Había una vez un pequeño ser llamado Demi, que vivía en un mundo lleno de colores y formas. Demi era un explorador curioso que soñaba con viajar más allá de su hogar, en busca de nuevas aventuras. Un día, encontró un cuadro mágico que brillaba con luces de todos los colores. Al tocarlo, Demi sintió un cosquilleo y, de repente, se encontró flotando en el espacio.
Demi miró a su alrededor y vio que estaba rodeado de formas increíbles: un círculo que giraba como un planeta, un rectángulo que parecía una nave espacial, un triángulo que surcaba el cielo como un cometa, y un óvalo que danzaba suavemente entre las estrellas. Cada forma tenía su propia personalidad y se presentó a Demi con alegría. El círculo rodó hacia él y dijo: «¡Hola! ¡Soy Ciri! Vengo a mostrarte los secretos del universo».
Juntos, Demi y Ciri viajaron a través de constelaciones brillantes y nebulosas de colores. El rectángulo, llamado Recti, se unió a ellos y llevó a Demi a un mundo donde las estrellas formaban hermosos cuadros de luz. Allí, todos los habitantes eran formas que jugaban y compartían historias. El triángulo, conocido como Tri, les enseñó a volar entre los asteroides, mientras que el óvalo, llamado Ovi, les mostró cómo bailar entre las nubes de polvo estelar.
Después de un día lleno de risas y descubrimientos, Demi se dio cuenta de que era hora de regresar a casa. Con un corazón lleno de alegría y nuevas amistades, se despidió de sus amigos y tocó el cuadro mágico una vez más. En un instante, Demi se encontró de vuelta en su hogar, rodeado de sus colores y formas familiares. Desde entonces, cada vez que miraba al cielo, recordaba su emocionante aventura y sabía que, en su mundo, siempre habría algo nuevo por descubrir.

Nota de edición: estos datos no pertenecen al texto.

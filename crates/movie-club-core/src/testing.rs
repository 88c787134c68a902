use std::collections::{HashMap, HashSet};
use std::sync::atomic::{AtomicU32, Ordering};

use async_trait::async_trait;
use chrono::Utc;
use movie_club_catalog::{CatalogError, MovieCatalog};
use movie_club_models::{
    Genre, Movie, MovieDetails, MovieResponse, Review, Video, VideoResponse,
};

use crate::pages::Section;

/// In-memory catalog for tests: serves canned section listings, details and
/// search results, answers 404 for everything it does not know.
pub(crate) struct FakeCatalog {
    details: HashMap<u64, MovieDetails>,
    listings: HashMap<Section, Vec<Movie>>,
    broken_listings: HashSet<Section>,
    search_results: Vec<Movie>,
    details_calls: AtomicU32,
    listing_calls: AtomicU32,
}

impl FakeCatalog {
    pub(crate) fn new() -> Self {
        Self {
            details: HashMap::new(),
            listings: HashMap::new(),
            broken_listings: HashSet::new(),
            search_results: Vec::new(),
            details_calls: AtomicU32::new(0),
            listing_calls: AtomicU32::new(0),
        }
    }

    pub(crate) fn with_details(mut self, details: MovieDetails) -> Self {
        self.details.insert(details.id(), details);
        self
    }

    pub(crate) fn with_listing(mut self, section: Section, results: Vec<Movie>) -> Self {
        self.listings.insert(section, results);
        self
    }

    pub(crate) fn with_broken_listing(mut self, section: Section) -> Self {
        self.broken_listings.insert(section);
        self
    }

    pub(crate) fn with_search_results(mut self, results: Vec<Movie>) -> Self {
        self.search_results = results;
        self
    }

    pub(crate) fn details_calls(&self) -> u32 {
        self.details_calls.load(Ordering::SeqCst)
    }

    pub(crate) fn listing_calls(&self) -> u32 {
        self.listing_calls.load(Ordering::SeqCst)
    }

    fn listing(&self, section: Section, page: u32) -> Result<MovieResponse, CatalogError> {
        self.listing_calls.fetch_add(1, Ordering::SeqCst);
        if self.broken_listings.contains(&section) {
            return Err(CatalogError::Status {
                status: reqwest::StatusCode::INTERNAL_SERVER_ERROR,
                body: "upstream unavailable".to_string(),
            });
        }
        let results = self.listings.get(&section).cloned().unwrap_or_default();
        Ok(MovieResponse {
            page,
            total_pages: u32::from(!results.is_empty()),
            total_results: results.len() as u32,
            results,
        })
    }

    fn not_found() -> CatalogError {
        CatalogError::Status {
            status: reqwest::StatusCode::NOT_FOUND,
            body: "The resource you requested could not be found.".to_string(),
        }
    }

    fn empty_response(page: u32) -> MovieResponse {
        MovieResponse {
            page,
            results: Vec::new(),
            total_pages: 0,
            total_results: 0,
        }
    }
}

#[async_trait]
impl MovieCatalog for FakeCatalog {
    async fn popular(&self, page: u32) -> Result<MovieResponse, CatalogError> {
        self.listing(Section::Popular, page)
    }

    async fn top_rated(&self, page: u32) -> Result<MovieResponse, CatalogError> {
        self.listing(Section::TopRated, page)
    }

    async fn upcoming(&self, page: u32) -> Result<MovieResponse, CatalogError> {
        self.listing(Section::Upcoming, page)
    }

    async fn now_playing(&self, page: u32) -> Result<MovieResponse, CatalogError> {
        Ok(Self::empty_response(page))
    }

    async fn search(&self, _query: &str, page: u32) -> Result<MovieResponse, CatalogError> {
        Ok(MovieResponse {
            page,
            results: self.search_results.clone(),
            total_pages: if self.search_results.is_empty() { 0 } else { 1 },
            total_results: self.search_results.len() as u32,
        })
    }

    async fn movie_details(&self, movie_id: u64) -> Result<MovieDetails, CatalogError> {
        self.details_calls.fetch_add(1, Ordering::SeqCst);
        self.details
            .get(&movie_id)
            .cloned()
            .ok_or_else(Self::not_found)
    }

    async fn similar(&self, _movie_id: u64) -> Result<MovieResponse, CatalogError> {
        Ok(Self::empty_response(1))
    }

    async fn movie_videos(&self, movie_id: u64) -> Result<VideoResponse, CatalogError> {
        if self.details.contains_key(&movie_id) {
            Ok(VideoResponse {
                id: movie_id,
                results: Vec::<Video>::new(),
            })
        } else {
            Err(Self::not_found())
        }
    }
}

pub(crate) fn fake_movie(id: u64, title: &str) -> Movie {
    Movie {
        id,
        title: title.to_string(),
        poster_path: Some(format!("/{}.jpg", id)),
        backdrop_path: None,
        overview: format!("Sinopsis de {}", title),
        release_date: "2020-01-01".to_string(),
        vote_average: 7.0,
        genre_ids: vec![18],
    }
}

pub(crate) fn fake_details(id: u64, title: &str, release_date: &str) -> MovieDetails {
    let mut movie = fake_movie(id, title);
    movie.release_date = release_date.to_string();
    MovieDetails {
        movie,
        genres: vec![Genre {
            id: 18,
            name: "Drama".to_string(),
        }],
        runtime: 120,
        budget: 0,
        revenue: 0,
        tagline: String::new(),
        homepage: String::new(),
    }
}

pub(crate) fn review_missing_info(movie_id: u64) -> Review {
    Review {
        id: format!("review-{}", movie_id),
        movie_id,
        user_id: "u1".to_string(),
        display_name: "Ana".to_string(),
        photo_url: None,
        rating: 4,
        content: "Muy buena".to_string(),
        created_at: Utc::now(),
        movie_title: None,
        movie_year: None,
        poster_path: None,
    }
}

La historia de Demi nos enseña que la curiosidad y el deseo de explorar son claves para descubrir la belleza del mundo que nos rodea. A veces, los sueños nos llevan a lugares sorprendentes, donde encontramos nuevas amistades y aprendemos valiosas lecciones. La aventura de Demi en el espacio, rodeado de formas mágicas, nos muestra que cada ser, por diferente que sea, tiene algo especial que ofrecer.
Es importante recordar que, aunque el hogar es un lugar seguro y familiar, siempre hay más por descubrir más allá de nuestras fronteras. Las experiencias nuevas nos enriquecen y nos ayudan a crecer. Así como Demi, debemos atrevernos a salir de nuestra zona de confort, porque cada pequeño paso hacia lo desconocido puede llevarnos a maravillosas aventuras y a un sinfín de historias por contar.
La vida está llena de colores y formas, y cada día es una oportunidad para aprender algo nuevo. Así que no temas explorar, hacer amigos y dejar que tu curiosidad te guíe. Al final, siempre regresaremos a casa, pero con un corazón lleno de recuerdos y lecciones que nos acompañarán para siempre.